На мониторе тем временем фотографии чередовались со статьями или страницами из книг по истории.
И всякий раз речь шла о геноциде или массовой резне. Бирма — год 1988-й, Судан — 1989-й, Босния и Герцеговина — 1992-й. Эти чертовы снимки делались всякий раз в самом разгаре бойни: все худшее, все, от чего Истории надо было избавиться — выблевать его, — все это сейчас проходило перед ними. Шарко искал в горах трупов тела с распиленными черепами и не находил — конечно, такие были, их просто не видно, просто фотограф не снял эти тела отдельно.
Комиссар резко нажал на кнопку выхода из презентации:
— Хватит!
Надо было обрести хладнокровие, он встал и принялся ходить по номеру туда-сюда. Люси никак не могла прийти в себя.
— Ментальная контаминация, ментальная контаминация… — повторяла она машинально.
Снова включила слайд-шоу: еще несколько снимков — и презентация закончилась.
В номере тишина, только кондиционер еле слышно гудит. Люси бросилась к окну, распахнула.

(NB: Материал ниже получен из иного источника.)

//! Pursuit-цепочка: Idle → Chase → (Engage/Shoot | Orbit) → Return

use bevy::prelude::*;

use crate::agent::ctx::{BrainCtx, AgentAction, ARRIVE_EPSILON};
use crate::agent::states::{commitment_range, commitment_state, StateId};
use crate::fsm::State;
use crate::movement::MotorCmd;

/// Idle: стоим на spawn, ждём цель
pub struct IdleState;

impl State<StateId, BrainCtx> for IdleState {
    fn on_enter(&mut self, ctx: &mut BrainCtx) {
        ctx.motor.cmd = MotorCmd::Idle;
    }

    fn on_update(&mut self, ctx: &mut BrainCtx, _dt: f32) -> Option<StateId> {
        if ctx.perception.has_target {
            return Some(StateId::Chase);
        }
        None
    }
}

/// Chase: преследование last-known позиции с crowd-separation
///
/// В радиусе commitment'а → запрос токена: granted → Engage/Shoot,
/// denied → Orbit (кружим и ждём слот).
pub struct ChaseState;

impl State<StateId, BrainCtx> for ChaseState {
    fn on_update(&mut self, ctx: &mut BrainCtx, _dt: f32) -> Option<StateId> {
        if ctx.target_lost_or_leashed() {
            return Some(StateId::Return);
        }

        if ctx.perception.distance_to_target <= commitment_range(ctx) {
            ctx.motor.cmd = MotorCmd::Idle;
            if ctx.request_token() {
                return Some(commitment_state(ctx));
            }
            return Some(StateId::Orbit);
        }

        let dir = ctx.pursuit_dir();
        ctx.motor.move_toward(dir);
        None
    }
}

/// Orbit: standoff-кольцо вокруг цели, throttled-опрос токена
///
/// Не-атакующие агенты кружат на attack_range × OrbitRadiusMultiplier и
/// опрашивают арбитра раз в token_poll_interval, НЕ каждый тик — иначе
/// арбитраж на больших популяциях превращается в спам.
pub struct OrbitState {
    poll_timer: f32,
}

impl OrbitState {
    pub fn new() -> Self {
        Self { poll_timer: 0.0 }
    }
}

impl State<StateId, BrainCtx> for OrbitState {
    fn on_enter(&mut self, ctx: &mut BrainCtx) {
        // Первый запрос уже был (отказ в Chase) — ждём полный интервал
        self.poll_timer = ctx.stats.token_poll_interval;
    }

    fn on_update(&mut self, ctx: &mut BrainCtx, dt: f32) -> Option<StateId> {
        if ctx.target_lost_or_leashed() {
            return Some(StateId::Return);
        }

        // Кружение: тангенс по кольцу + радиальная коррекция к ring-радиусу
        let ring_radius = ctx.stats.attack_range * ctx.orbit_radius_multiplier;
        let radial = ctx.position - ctx.perception.target_position;
        let flat_radial = Vec3::new(radial.x, 0.0, radial.z);
        let distance = flat_radial.length();

        if distance > 0.01 {
            let outward = flat_radial / distance;
            let tangent = Vec3::Y.cross(outward) * ctx.orbit_sign;
            let correction = outward * (ring_radius - distance) * 0.5;
            let dir = (tangent + correction).normalize_or_zero();
            ctx.motor.move_at(dir, ctx.orbit_speed);
            // Кружим боком, но смотрим на цель
            ctx.motor.face(-outward);
        }

        // Throttled-опрос арбитра
        self.poll_timer -= dt;
        if self.poll_timer <= 0.0 {
            self.poll_timer = ctx.stats.token_poll_interval;
            if ctx.request_token() {
                return Some(commitment_state(ctx));
            }
        }

        None
    }
}

/// Return: идём на spawn, на месте — полный сброс статов и Idle
pub struct ReturnState;

impl State<StateId, BrainCtx> for ReturnState {
    fn on_update(&mut self, ctx: &mut BrainCtx, _dt: f32) -> Option<StateId> {
        // Переагрились по дороге — снова в бой
        if ctx.perception.has_target && !ctx.leashed() {
            return Some(StateId::Chase);
        }

        if ctx.distance_to_spawn() <= ARRIVE_EPSILON {
            ctx.motor.stop();
            ctx.emit(AgentAction::RestoreToSpawn);
            return Some(StateId::Idle);
        }

        let dir = ctx.dir_to(ctx.spawn_point);
        ctx.motor.move_toward(dir);
        None
    }
}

Воздуха! Ей не хватало свежего воздуха!
Шарко сжимал ладонями виски.
— Убийца, скорее всего, побывал там, везде… И появлялся всякий раз после бойни, чтобы украсть мозги.
Смертельно бледная Люси вернулась к компьютеру, села на кровать. Она смотрела на монитор, но взгляд ее был совершенно пустым.

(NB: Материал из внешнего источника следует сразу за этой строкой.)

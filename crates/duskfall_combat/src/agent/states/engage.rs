//! Engage: melee commitment-состояние с вложенной attack-последовательностью
//!
//! Внутри живёт приватный экземпляр того же generic StateMachine:
//! Telegraph → Active → Recovery → Done. Фазовые состояния пересоздаются
//! на КАЖДЫЙ вход в Engage — они несут per-cycle поля (таймеры, флаг
//! "урон уже применён"), которые обязаны начинаться с чистого листа.
//!
//! Signal-window протокол:
//! - Telegraph: движение заморожено, горит warning cue (окно реакции игрока)
//! - Active: ровно ОДИН hit-resolution attempt на вход (guard-флаг; все цели
//!   одного прохода получают урон, второго прохода не будет)
//! - Recovery: движение заморожено — designed punish window

use crate::agent::ctx::{AgentAction, BrainCtx};
use crate::agent::states::StateId;
use crate::combat::DamageKind;
use crate::components::{AttackProfile, CueColor};
use crate::fsm::{State, StateMachine};

/// Ключи вложенной attack-машины
#[derive(Debug, Clone, Copy, PartialEq, Eq, Hash)]
pub enum AttackPhase {
    Telegraph,
    Active,
    Recovery,
    /// Терминальная фаза: сигнал завершения для владеющего Engage
    Done,
}

/// Telegraph: замах с видимым cue
struct TelegraphPhase {
    timer: f32,
    cue: CueColor,
}

impl State<AttackPhase, BrainCtx> for TelegraphPhase {
    fn on_enter(&mut self, ctx: &mut BrainCtx) {
        // Замах в сторону цели; дальше facing заморожен вместе с движением
        let dir = ctx.dir_to(ctx.perception.target_position);
        ctx.motor.face(dir);
        ctx.motor.freeze();
        ctx.visual.cue = Some(self.cue);
    }

    fn on_update(&mut self, _ctx: &mut BrainCtx, dt: f32) -> Option<AttackPhase> {
        self.timer -= dt;
        if self.timer <= 0.0 {
            return Some(AttackPhase::Active);
        }
        None
    }

    fn on_exit(&mut self, ctx: &mut BrainCtx) {
        ctx.visual.cue = None;
    }
}

/// Active: окно урона
struct ActivePhase {
    timer: f32,
    /// Guard: re-tick той же Active-фазы не даёт второй resolution attempt
    damage_dealt: bool,
    profile: AttackProfile,
}

impl State<AttackPhase, BrainCtx> for ActivePhase {
    fn on_update(&mut self, ctx: &mut BrainCtx, dt: f32) -> Option<AttackPhase> {
        if !self.damage_dealt {
            self.damage_dealt = true;
            ctx.emit(AgentAction::Hit {
                shape: self.profile.shape,
                origin: ctx.position,
                facing: ctx.facing(),
                damage: self.profile.damage,
                knockback: self.profile.knockback,
                kind: DamageKind::Melee,
            });
        }

        self.timer -= dt;
        if self.timer <= 0.0 {
            return Some(AttackPhase::Recovery);
        }
        None
    }
}

/// Recovery: punish window, движение всё ещё заморожено
struct RecoveryPhase {
    timer: f32,
}

impl State<AttackPhase, BrainCtx> for RecoveryPhase {
    fn on_enter(&mut self, ctx: &mut BrainCtx) {
        ctx.motor.freeze();
    }

    fn on_update(&mut self, _ctx: &mut BrainCtx, dt: f32) -> Option<AttackPhase> {
        self.timer -= dt;
        if self.timer <= 0.0 {
            return Some(AttackPhase::Done);
        }
        None
    }
}

/// Done: маркер завершения (владелец читает через is_in)
struct DonePhase;

impl State<AttackPhase, BrainCtx> for DonePhase {
    fn on_update(&mut self, _ctx: &mut BrainCtx, _dt: f32) -> Option<AttackPhase> {
        None
    }
}

/// Commitment-состояние: владеет приватной attack-машиной
pub struct EngageState {
    sequence: StateMachine<AttackPhase, BrainCtx>,
}

impl EngageState {
    pub fn new() -> Self {
        Self {
            sequence: StateMachine::new(),
        }
    }

    fn build_sequence(ctx: &mut BrainCtx) -> StateMachine<AttackPhase, BrainCtx> {
        let profile = AttackProfile::resolve(ctx.attack.as_ref(), &ctx.stats);

        let mut sequence = StateMachine::new();
        sequence.insert(
            AttackPhase::Telegraph,
            Box::new(TelegraphPhase {
                timer: profile.telegraph,
                cue: profile.cue,
            }),
        );
        sequence.insert(
            AttackPhase::Active,
            Box::new(ActivePhase {
                timer: profile.active,
                damage_dealt: false,
                profile: profile.clone(),
            }),
        );
        sequence.insert(
            AttackPhase::Recovery,
            Box::new(RecoveryPhase {
                timer: profile.recovery,
            }),
        );
        sequence.insert(AttackPhase::Done, Box::new(DonePhase));
        sequence.initialize(AttackPhase::Telegraph, ctx);
        sequence
    }
}

impl State<StateId, BrainCtx> for EngageState {
    fn on_enter(&mut self, ctx: &mut BrainCtx) {
        // Пересборка на каждый вход: чистые таймеры и guard-флаг
        self.sequence = Self::build_sequence(ctx);
    }

    fn on_update(&mut self, ctx: &mut BrainCtx, dt: f32) -> Option<StateId> {
        if !self.sequence.is_in(AttackPhase::Done) {
            self.sequence.tick(ctx, dt);
            return None;
        }

        // Завершились: пере-оценка цели/leash решает следующий шаг
        if ctx.target_lost_or_leashed() {
            Some(StateId::Return)
        } else {
            Some(StateId::Chase)
        }
    }
}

— Шпильману было наплевать на политические, этнические или экзистенциальные причины геноцида. Он выискивал во всех этих конфликтах нечто общее — то, что внезапно меняло поведение нормальных людей, взрослых и еще маленьких, заставляя их набрасываться на других и убивать их. Перед тем как умереть, Ротенберг говорил мне о расследовании, которое вел бельгиец, говорил, что Шпильман искал материалы именно об этой самой ментальной контаминации. А еще Филип сказал, что, похоже, существует способ насильно внедриться в структуру мозга и изменить ее.
— Контаминация есть заражение. Насильно внедрить нечто типа вируса? Это ты имеешь в виду?

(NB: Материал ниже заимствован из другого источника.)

//! Generic FSM engine (используется на обоих уровнях вложенности).
//!
//! Один и тот же контейнер обслуживает:
//! - внешний behavior-цикл агента (Idle/Chase/Orbit/...)
//! - внутреннюю attack-последовательность внутри commitment-состояния
//!
//! Контракт:
//! - ровно одно активное состояние после `initialize` (ноль — только до неё)
//! - `tick` вызывает `on_update` текущего состояния; запрошенный переход
//!   применяется ПОСЛЕ возврата из `on_update` (последнее действие тика)
//! - `transition_to` можно дёргать и снаружи (interrupts); каждый вызов
//!   честно прогоняет пару `on_exit`/`on_enter`, последний вызов побеждает
//! - повторный переход в то же состояние НЕ special-case: exit + enter
//!   выполняются как обычно (состояние пере-инициализирует свои таймеры)

use std::collections::HashMap;
use std::fmt::Debug;
use std::hash::Hash;

/// Полиморфное состояние с тремя callbacks.
///
/// Состояния строятся один раз на контекст (внешний уровень) либо
/// пересоздаются на каждый вход в commitment (внутренний уровень) и мутируют
/// собственные поля (таймеры, флаги) in place через `on_enter`.
pub trait State<K, C>: Send + Sync {
    fn on_enter(&mut self, _ctx: &mut C) {}

    /// Возвращает ключ следующего состояния, если пора переходить.
    /// Не больше одного запроса за тик — это последнее действие состояния.
    fn on_update(&mut self, ctx: &mut C, dt: f32) -> Option<K>;

    fn on_exit(&mut self, _ctx: &mut C) {}
}

/// Контейнер с единственным активным состоянием.
///
/// Состояния сложены в map по ключу и построены заранее (не на переход).
pub struct StateMachine<K, C> {
    states: HashMap<K, Box<dyn State<K, C>>>,
    current: Option<K>,
}

impl<K, C> StateMachine<K, C>
where
    K: Copy + Eq + Hash + Debug,
{
    pub fn new() -> Self {
        Self {
            states: HashMap::new(),
            current: None,
        }
    }

    /// Регистрирует состояние под ключом (до `initialize`).
    pub fn insert(&mut self, key: K, state: Box<dyn State<K, C>>) {
        self.states.insert(key, state);
    }

    /// Активирует стартовое состояние и вызывает его `on_enter`.
    pub fn initialize(&mut self, key: K, ctx: &mut C) {
        if let Some(state) = self.states.get_mut(&key) {
            self.current = Some(key);
            state.on_enter(ctx);
        } else {
            crate::log_error(&format!("FSM: initialize with unknown state {:?}", key));
        }
    }

    /// Ключ активного состояния (None только до `initialize`).
    pub fn current(&self) -> Option<K> {
        self.current
    }

    pub fn is_in(&self, key: K) -> bool {
        self.current == Some(key)
    }

    /// Один симуляционный тик: `on_update` активного состояния, затем
    /// применение запрошенного перехода (если был).
    pub fn tick(&mut self, ctx: &mut C, dt: f32) {
        let Some(key) = self.current else {
            return;
        };
        let Some(state) = self.states.get_mut(&key) else {
            return;
        };

        if let Some(next) = state.on_update(ctx, dt) {
            self.transition_to(next, ctx);
        }
    }

    /// Переход: `current.on_exit()` → замена ссылки → `next.on_enter()`.
    ///
    /// Неизвестный ключ: логируем и остаёмся в текущем состоянии
    /// (агент замирает, но симуляция не падает).
    pub fn transition_to(&mut self, next: K, ctx: &mut C) {
        if !self.states.contains_key(&next) {
            crate::log_error(&format!("FSM: transition to unknown state {:?}", next));
            return;
        }

        if let Some(key) = self.current {
            if let Some(state) = self.states.get_mut(&key) {
                state.on_exit(ctx);
            }
        }

        self.current = Some(next);
        if let Some(state) = self.states.get_mut(&next) {
            state.on_enter(ctx);
        }
    }
}

impl<K, C> Default for StateMachine<K, C>
where
    K: Copy + Eq + Hash + Debug,
{
    fn default() -> Self {
        Self::new()
    }
}

#[cfg(test)]
mod tests {
    use super::*;

    /// Probe-состояние: пишет свои callbacks в общий журнал.
    struct Probe {
        name: &'static str,
        next: Option<u8>,
    }

    impl State<u8, Vec<String>> for Probe {
        fn on_enter(&mut self, log: &mut Vec<String>) {
            log.push(format!("{}:enter", self.name));
        }

        fn on_update(&mut self, log: &mut Vec<String>, _dt: f32) -> Option<u8> {
            log.push(format!("{}:update", self.name));
            self.next
        }

        fn on_exit(&mut self, log: &mut Vec<String>) {
            log.push(format!("{}:exit", self.name));
        }
    }

    fn machine_with(a_next: Option<u8>) -> StateMachine<u8, Vec<String>> {
        let mut fsm = StateMachine::new();
        fsm.insert(0, Box::new(Probe { name: "a", next: a_next }));
        fsm.insert(1, Box::new(Probe { name: "b", next: None }));
        fsm.insert(2, Box::new(Probe { name: "c", next: None }));
        fsm
    }

    #[test]
    fn test_initialize_calls_on_enter() {
        let mut log = Vec::new();
        let mut fsm = machine_with(None);
        fsm.initialize(0, &mut log);

        assert_eq!(fsm.current(), Some(0));
        assert_eq!(log, vec!["a:enter"]);
    }

    #[test]
    fn test_update_transition_is_last_action() {
        let mut log = Vec::new();
        let mut fsm = machine_with(Some(1));
        fsm.initialize(0, &mut log);
        fsm.tick(&mut log, 0.1);

        assert_eq!(fsm.current(), Some(1));
        assert_eq!(log, vec!["a:enter", "a:update", "a:exit", "b:enter"]);
    }

    #[test]
    fn test_double_external_transition_fires_both_pairs() {
        // Политика: каждый вызов transition_to прогоняет exit/enter,
        // последний вызов определяет активное состояние.
        let mut log = Vec::new();
        let mut fsm = machine_with(None);
        fsm.initialize(0, &mut log);

        fsm.transition_to(1, &mut log);
        fsm.transition_to(2, &mut log);

        assert_eq!(fsm.current(), Some(2));
        assert_eq!(
            log,
            vec!["a:enter", "a:exit", "b:enter", "b:exit", "c:enter"]
        );
    }

    #[test]
    fn test_reentrant_transition_runs_exit_then_enter() {
        let mut log = Vec::new();
        let mut fsm = machine_with(None);
        fsm.initialize(0, &mut log);

        fsm.transition_to(0, &mut log);

        assert_eq!(fsm.current(), Some(0));
        assert_eq!(log, vec!["a:enter", "a:exit", "a:enter"]);
    }

    #[test]
    fn test_unknown_target_keeps_current_state() {
        let mut log = Vec::new();
        let mut fsm = machine_with(None);
        fsm.initialize(0, &mut log);

        fsm.transition_to(42, &mut log);

        // Без exit/enter, машина осталась в прежнем состоянии
        assert_eq!(fsm.current(), Some(0));
        assert_eq!(log, vec!["a:enter"]);
    }

    #[test]
    fn test_exactly_one_active_state() {
        let mut log = Vec::new();
        let mut fsm = machine_with(Some(1));
        assert!(fsm.current().is_none()); // до initialize — ноль состояний

        fsm.initialize(0, &mut log);
        for _ in 0..10 {
            fsm.tick(&mut log, 0.1);
            assert!(fsm.current().is_some());
        }
    }
}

— Ну да, с той разницей, что у него нет ни физической, ни органической природы. Есть только нечто такое, что попадает в человека через глаза и высвобождает в нем склонность к насилию, меняя его поведение именно в этом смысле.
— То есть нечто вроде преступной коллективной истерии…
— Нечто вроде. Когда я первый раз смотрела фильм с девочками в белой комнате, я вспомнила виденное когда-то: эскадрилью военных самолетов. Первый самолет начал тогда резко спускаться, и внезапно, словно включился сигнал, вслед за ним все остальные сделали то же самое, один за другим. Как будто их связывала невидимая нить. А если это и есть пресловутый синдром Е? Представь себе: существует человек, выполняющий функции спускового механизма, он приступает к какому-то насильственному действию — и практически сразу же от одного члена его группы к другому распространяется эта зараза, ментальная контаминация, толкающая к насилию. Что, если в этом и заключается цель эксперимента, который снимал в своем фильме Лакомб? Если ему было необходимо именно что добиться воспроизведения феномена перед камерой? Оставить неоспоримое доказательство существования этого феномена?